Wow! Cannot believe how my body is reshaping itself. Is there such a thing as having sexy, cornered shoulders?!!! Looks like there is hope at the possibility of getting slimmer arms! =.) I dont know how much more weight I have to lose. I am allowing my body to be my guide. All I know is that even at this weight, I definitely am impressed with the results I am getting from this program. Oh, would be so nice to be able to wear skimpy summer clothes! Visualizing sundresses and halter tops! Also, everybody says that when you lose weight, your breasts get smaller. I suppose if I was running, that might happen. At my age, I have to consider the mishaps of gravity, but walking hasnt interfered with "the girls" at all. In fact, I havent had to buy a different bra size yet and I am definitely the same cup size! =.)

Thursday, March 4, 2004

150.0

Feeling frustrated by my work. I miss the ocean. Need to get away to maintain my sanity. Made plans to go see my best friend in Corpus Christi this weekend.

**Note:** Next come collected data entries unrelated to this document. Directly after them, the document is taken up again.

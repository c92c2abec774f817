//! repo::payload
//!
//! Write payload shape, validated at the boundary.
//!
//! The wire format is a JSON object with either a `files` map (replace a
//! whole subtree, one document per key) or a `content` document (replace a
//! single file). The dynamic either/or is modeled as a tagged variant so
//! the write engine never sees an ambiguous request.

use std::collections::BTreeMap;

use serde::Deserialize;
use serde_json::Value;

use crate::core::error::ApiError;

/// Raw request body for a write.
#[derive(Debug, Clone, Deserialize)]
pub struct WriteRequest {
    /// Full-subtree replacement: filename (extension-less) -> document.
    #[serde(default)]
    pub files: Option<BTreeMap<String, Value>>,
    /// Single-file replacement.
    #[serde(default)]
    pub content: Option<Value>,
}

/// Validated write payload.
#[derive(Debug, Clone)]
pub enum WritePayload {
    /// Replace the subtree at the request path.
    Subtree(BTreeMap<String, Value>),
    /// Replace the single file at the request path.
    SingleFile(Value),
}

impl WriteRequest {
    /// Validate into the tagged variant.
    ///
    /// # Errors
    ///
    /// [`ApiError::BadRequest`] when neither or both of `files` and
    /// `content` are supplied.
    pub fn into_payload(self) -> Result<WritePayload, ApiError> {
        match (self.files, self.content) {
            (Some(files), None) => Ok(WritePayload::Subtree(files)),
            (None, Some(content)) => Ok(WritePayload::SingleFile(content)),
            (None, None) => Err(ApiError::BadRequest(
                "body must contain either 'files' or 'content'".to_string(),
            )),
            (Some(_), Some(_)) => Err(ApiError::BadRequest(
                "body cannot contain both 'files' and 'content'".to_string(),
            )),
        }
    }
}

Excited to see the scale going down. Oh if I could only wave a magic wand, but achieving the body I want will not happen just by wishing. I have lost about 30 lbs so far. Cant let the everyday frustrations of life get in my way.

If your faith is but the size of a mustard seed, you can tell a mountain to move and it will move! The miracle is YOU.

Wednesday, March 3, 2004

150.5

OK, nosey Tracy (teehee)... about lunch, I had a caesar salad. It was scrumptous. LOL.. I liked his son. I think he liked me, too, because I paid attention to him. I am nervous, though, because he found out my age. Oops!

Excited to be getting closer to crossing the obesity line. Havent been able to take a picture yet, because it has been so windy. Talk about frizzzzzzz!!!!!!!! ughhhhhhhhhhh

Tuesday, March 2, 2004

151.0

OMGGGG... I am one pound away from 150 and six pounds away from obesity to overweight!!! Now that the doctor is helping me to regulate my thyroid, perhaps I will reach my ideal weight in less time!! =.)

My friend is coming from Galveston in March. She weighs 134. All my friends are thin. Sighhhh... Oh so hard not to be part of that world anymore. I am dying to take my life back.

A life that is spent being overweight is a life that is only half-lived. Oprah Winfrey

Monday, March 1, 2004

153.5

Ate too much yesterday, but fortunately, I ate all the right foods. I finally got my meds yesterday and I felt well enough to walk six miles. I am down to 153.5 this morning. Oh so excited to finally pass 154.0!!

He called last night and wants me to meet him and his son for lunch today. I am excited that he wants me to meet his son, but I am also worried. I hope things go ok today.